Obstruction partielle de sortie de la vessie (pBOO) a une prévalence élevée et peut conduire à un dysfonctionnement de la vessie sévère 1; le spectre va de malformations congénitales telles que des valves de l'urètre postérieur ou hypospadias, plus de rétrécissement de l'urètre acquises à l'hyperplasie bénigne de la prostate. Celle - ci touche plus de 30% des hommes de soixante ans et plus 2. Grande charge des patients et des coûts énormes de soins de santé associés à pBOO justifient l'effort de recherche considérable mis en étudier le remodelage de la vessie en réponse à la résistance à l'écoulement accrue 3. De 2006 à 2015, plus de 220 PubMed indexé articles ont été publiés sur l'effet de pBOO sur la vessie.

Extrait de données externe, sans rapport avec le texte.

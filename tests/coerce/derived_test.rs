use starcube::coerce::{check_schema, coerce_table, coerce_table_with_stats, CoerceError};
use starcube::model::{
    ColumnSpec, DataType, DerivedColumn, Expr, ExprError, RawTable, TableSchema, Value,
};

fn expr(sql: &str) -> Expr {
    Expr::try_from(sql.to_string()).unwrap()
}

fn fact_schema() -> TableSchema {
    TableSchema::new()
        .with_column(ColumnSpec::new("quantity", DataType::Int))
        .with_column(ColumnSpec::new("unit_price", DataType::Float))
        .with_column(ColumnSpec::new("discount", DataType::Float).with_default("0"))
        .with_derived(DerivedColumn::new(
            "sales_amount",
            DataType::Float,
            expr("quantity * unit_price - discount"),
        ))
}

#[test]
fn test_explicit_value_wins_over_formula() {
    let raw = RawTable::new(
        "fact_sales",
        vec![
            "quantity".into(),
            "unit_price".into(),
            "discount".into(),
            "sales_amount".into(),
        ],
    )
    .with_row(["2", "10", "", ""])
    .with_row(["2", "10", "1", "99.5"])
    .with_row(["2", "10", "1", "NA"]);

    let (table, stats) = coerce_table_with_stats(&raw, &fact_schema()).unwrap();
    let amounts: Vec<_> = table.column_values(3).cloned().collect();
    assert_eq!(
        amounts,
        vec![Value::Float(20.0), Value::Float(99.5), Value::Float(19.0)]
    );
    assert_eq!(stats.derived_computed, 2);
}

#[test]
fn test_derived_column_absent_from_input() {
    let raw = RawTable::new(
        "fact_sales",
        vec!["quantity".into(), "unit_price".into(), "discount".into()],
    )
    .with_row(["3", "1.5", "0.5"]);

    let table = coerce_table(&raw, &fact_schema()).unwrap();
    assert_eq!(table.columns[3].name, "sales_amount");
    assert_eq!(table.rows[0][3], Value::Float(4.0));
}

#[test]
fn test_null_operand_propagates() {
    let raw = RawTable::new(
        "fact_sales",
        vec!["quantity".into(), "unit_price".into(), "discount".into()],
    )
    .with_row(["", "10", "0"]);

    let table = coerce_table(&raw, &fact_schema()).unwrap();
    assert_eq!(table.rows[0][3], Value::Null);
}

#[test]
fn test_coalesce_and_division_by_zero() {
    let schema = TableSchema::new()
        .with_column(ColumnSpec::new("sales", DataType::Float))
        .with_column(ColumnSpec::new("units", DataType::Int))
        .with_derived(DerivedColumn::new(
            "price",
            DataType::Float,
            expr("COALESCE(sales, 0) / units"),
        ));
    let raw = RawTable::new("fact", vec!["sales".into(), "units".into()])
        .with_row(["", "4"])
        .with_row(["10", "0"])
        .with_row(["10", "4"]);

    let table = coerce_table(&raw, &schema).unwrap();
    let prices: Vec<_> = table.column_values(2).cloned().collect();
    assert_eq!(prices, vec![Value::Float(0.0), Value::Null, Value::Float(2.5)]);
}

#[test]
fn test_integer_formula_stays_integer() {
    let schema = TableSchema::new()
        .with_column(ColumnSpec::new("a", DataType::Int))
        .with_column(ColumnSpec::new("b", DataType::Int))
        .with_derived(DerivedColumn::new("total", DataType::Int, expr("a + b * 2")));
    let raw = RawTable::new("t", vec!["a".into(), "b".into()]).with_row(["1", "3"]);

    let table = coerce_table(&raw, &schema).unwrap();
    assert_eq!(table.rows[0][2], Value::Int(7));
}

#[test]
fn test_unknown_column_rejected_before_rows() {
    let schema = TableSchema::new()
        .with_column(ColumnSpec::new("quantity", DataType::Int))
        .with_derived(DerivedColumn::new(
            "sales_amount",
            DataType::Float,
            expr("quantity * price"),
        ));

    let err = check_schema("fact_sales", &schema).unwrap_err();
    assert_eq!(
        err,
        CoerceError::InvalidDerived {
            table: "fact_sales".to_string(),
            column: "sales_amount".to_string(),
            source: ExprError::UnknownColumn("price".to_string()),
        }
    );
}

#[test]
fn test_text_operand_rejected() {
    let schema = TableSchema::new()
        .with_column(ColumnSpec::new("region", DataType::Text))
        .with_derived(DerivedColumn::new("x", DataType::Float, expr("region + 1")));
    let raw = RawTable::new("t", vec!["region".into()]).with_row(["East"]);

    assert!(matches!(
        coerce_table(&raw, &schema),
        Err(CoerceError::InvalidDerived {
            source: ExprError::NonNumericColumn { .. },
            ..
        })
    ));
}

#[test]
fn test_unsupported_syntax() {
    let err = Expr::try_from("quantity > 2".to_string()).unwrap_err();
    assert!(matches!(err, ExprError::Unsupported { .. }));
}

Bien que les modèles animaux pour pBOO ont été mis au point dans plusieurs espèces 4, comme le rat 5, le lapin 6, porc 7, et des protocoles d' ententee 8, 9, sans doute le modèle animal le plus couramment utilisés sont des rats femelles subissant toutefois une obstruction partielle de l'urètre proximal; l'accès à l'abdomen des animaux, extériorisant de la vessie, et la dissection autour du col de la vessie sont inévitables avec cette technique d'obstruction urétrale traditionnelle proximale. Variabilité dans le degré d'obstruction et de la mortalité des animaux ne sont quelques - unes des préoccupations liées à cette procédure 10, 11; nous avons montré que dans les animaux opérés de manière fictive, dissection autour de l'urètre proximal entraîne des changements physiologiques qui sont en corrélation avec une perte de fibres nerveuses au niveau du col de la vessie 12. Ce résultat indique que le plus couramment utilisé modèle animal pBOO, qui consiste à accéder à l'urètre proximal chez les rongeurs femelles, conduit à une lésion de la dénervation avec des changements structurels et fonctionnels associés de la vessie, affectanttrompe-l'œil et les animaux obstruées. Par conséquent, une approche alternative en évitant les blessures de dénervation était nécessaire. Notre laboratoire a développé et évalué un nerf épargnant Obstruction mi-urétrale (NEMO) approche, efficace pour induire des changements associés d'obstruction prévu dans la vessie tels que l'augmentation de la masse d'organes et de l'urine résiduelle, tandis que les animaux opérés de manière fictive étaient impossibles à distinguer des animaux témoins non opérés . En outre, le sphincter strié de l'urètre est resté intact car il se trouve à proximité du niveau de dissection. En outre, la variabilité augmentation induite par l'obstruction de la masse de la vessie était significativement plus faible que dans l'obstruction urétrale traditionnelle proximale et la mortalité des animaux a été nulle.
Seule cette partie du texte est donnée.